Looking back, it was the ultimate scene:

Captain’s Blog – Startdate 29.1, Location: The largest hospital in the city, The Participants: One exhausted father with one over-3 years old girl, lying in his arms like a maiden, all sluggish from distress, bumped head from a fall at nursery school, vomiting intermittently, crying frequently, the father wandering in and out of the emergency room, since the emergency room is flooded with sick children at different stages of the flu, and the maiden in his arms is insisting on falling  asleep, and as we said previously, vomiting. Every once in a while I run to the children’s emergency room to find out when somebody can check the bump before she falls asleep or covers the floor with vomit.

Me, I’ve been hospitalized since Sunday with a mysterious bug.

A doctor from the emergency room has been interrogating me since I first arrived: “Do you raise poultry? Did you come back from a country that raises poultry? Do you know any poultry? If it cackles, flies, or swims, is it poultry?
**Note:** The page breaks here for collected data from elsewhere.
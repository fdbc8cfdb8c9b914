//! render_document：把块、图片与总结渲染为 Markdown 文档，版本号递增

use async_trait::async_trait;
use chrono::Utc;
use serde::Deserialize;
use serde_json::{json, Value};
use tokio_util::sync::CancellationToken;

use crate::core::{RuntimeState, ToolOutput};
use crate::itinerary::{render_markdown, RenderedDocument};
use crate::tools::{names, parse_args, Tool, ToolError};

const DEFAULT_TITLE: &str = "Trip itinerary";

#[derive(Deserialize)]
struct Args {
    #[serde(default)]
    title: Option<String>,
}

pub struct RenderDocumentTool {
    /// 预览文件目录，如 `previews/<session>`
    preview_root: String,
}

impl RenderDocumentTool {
    pub fn new(preview_root: impl Into<String>) -> Self {
        Self {
            preview_root: preview_root.into().trim_end_matches('/').to_string(),
        }
    }
}

#[async_trait]
impl Tool for RenderDocumentTool {
    fn name(&self) -> &str {
        names::RENDER_DOCUMENT
    }

    fn description(&self) -> &str {
        "Render the itinerary, images and summary into a Markdown document. Args: {\"title\"?: string}"
    }

    fn parameters_schema(&self) -> Value {
        json!({
            "type": "object",
            "properties": { "title": { "type": "string" } }
        })
    }

    async fn execute(
        &self,
        args: Value,
        state: &mut RuntimeState,
        _cancel: &CancellationToken,
    ) -> Result<ToolOutput, ToolError> {
        let args: Args = parse_args(args)?;
        if state.blocks().is_empty() {
            return Err(ToolError::Precondition(
                "nothing to render; call extract_itinerary first".to_string(),
            ));
        }
        let title = args
            .title
            .map(|t| t.trim().to_string())
            .filter(|t| !t.is_empty())
            .or_else(|| state.title().map(str::to_string))
            .unwrap_or_else(|| DEFAULT_TITLE.to_string());
        let images = state.images().map(|s| s.images.as_slice()).unwrap_or(&[]);
        let markdown = render_markdown(&title, state.blocks(), images, state.summary());

        let version = state.next_document_version();
        let doc = RenderedDocument {
            version,
            title,
            markdown,
            image_mode: state.images().map(|s| s.mode),
            preview_path: format!("{}/v{version}.md", self.preview_root),
            rendered_at: Utc::now(),
        };
        state.set_document(doc.clone());
        tracing::info!(version, path = %doc.preview_path, "Document rendered");
        Ok(ToolOutput::RenderDocument(doc))
    }
}

#[cfg(test)]
mod tests {
    use super::*;
    use crate::tools::testing::state_with_spots;

    #[tokio::test]
    async fn test_versions_increase() {
        let tool = RenderDocumentTool::new("previews/s1/");
        let mut state = state_with_spots(&[("Gion", "Gion, Kyoto")]);
        let token = CancellationToken::new();

        let first = tool.execute(json!({}), &mut state, &token).await.unwrap();
        let second = tool
            .execute(json!({"title": "Kyoto weekend"}), &mut state, &token)
            .await
            .unwrap();
        let (ToolOutput::RenderDocument(a), ToolOutput::RenderDocument(b)) = (first, second) else {
            panic!("unexpected output");
        };
        assert_eq!(a.version, 1);
        assert_eq!(a.preview_path, "previews/s1/v1.md");
        assert_eq!(b.version, 2);
        assert!(b.markdown.starts_with("# Kyoto weekend"));
        assert_eq!(state.document().map(|d| d.version), Some(2));
        assert!(b.image_mode.is_none());
    }

    #[tokio::test]
    async fn test_empty_itinerary_is_rejected() {
        let tool = RenderDocumentTool::new("previews/local");
        let mut state = RuntimeState::new();
        let err = tool
            .execute(json!({}), &mut state, &CancellationToken::new())
            .await
            .unwrap_err();
        assert!(matches!(err, ToolError::Precondition(_)));
    }
}
//! LLM 层：客户端抽象与实现（OpenAI 兼容 / DeepSeek / Mock）、任务路由与任务执行器

pub mod backends;
pub mod deepseek;
pub mod executor;
pub mod mock;
pub mod openai;
pub mod router;
pub mod traits;

pub use backends::LlmBackends;
pub use deepseek::{create_deepseek_client, DEEPSEEK_BASE_URL, DEEPSEEK_CHAT, DEEPSEEK_REASONER};
pub use executor::{TaskExecutor, TaskOutcome, TextRequest, Validator};
pub use mock::{MockLlmClient, MockReply, RecordedCall};
pub use openai::{OpenAiClient, TokenUsage};
pub use router::{
    ModelCandidate, ModelTaskRouter, StabilityTier, TaskName, TaskPolicy, TaskRoute,
    ValidationPolicy,
};
pub use traits::{extract_json, GenerationBudget, LlmClient, LlmError};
Do you like grilled chicken?” Understand this, I had a fever of over 41 degrees (centigrade) at this stage, and it was during the period that bird flu was really hot and people liked trying to cause others to look as if they’re ill with it, so as to give them a magnificent cure “house” style.

 

Armed with a drip stand that I’d succeeded in getting out of a good-hearted male nurse from the ward (“Understand me, my daughter is in the emergency room” ) my left side looking like something between a hamster and The Elephant Man (in the wonderful scene from “The Tall Guy” where Jeff Goldblum plays The Elephant Man in a low-budget marginal play), chasing after my little daughter all over the maternity emergency room (the most-not-sick place in the hospital), my daughter determined to play her best at the most wonderful game of all, “Let’s Pull Out Mommy’s Infusion”, and the next-best game, “Let’s Try Squash Ourselves in the Automatic Door” – and the third-most enjoyable but intellectual – “Let’s Knock Over the Doctors and Take Their Papers Away From Them” while shouting out “I want boobie, I want chips” , and summarizing, in her special way: ” I want everything”.

She want everything

During all this, while still not certain if I should die immediately or wait to see if my eldest survives, since she’s fallen into a deep sleep in the last few minutes in spite of the fact that her younger sister is trying to pull her to the floor, A’ calls me (Boss A’), all joy and happiness, and informs me that they’ve solved one of the problems we’ve been working on over the last two weeks “we used what you suggested from the start”, A’ rejoices as if there is no cosmic justice in the world, I mumble thank you (and a curse) and hurry to catch my younger daughter by the tail-end of her clothes once again – group after group of women with round and wonderful pregnant stomachs are passing by in procession, in my humble opinion some are regretting the entire pregnancy business at this precise moment, others are deciding that their children will never behave in such a provincial and barbaric manner, and second, third and fourth-time mothers nod towards me as a sign of commiseration.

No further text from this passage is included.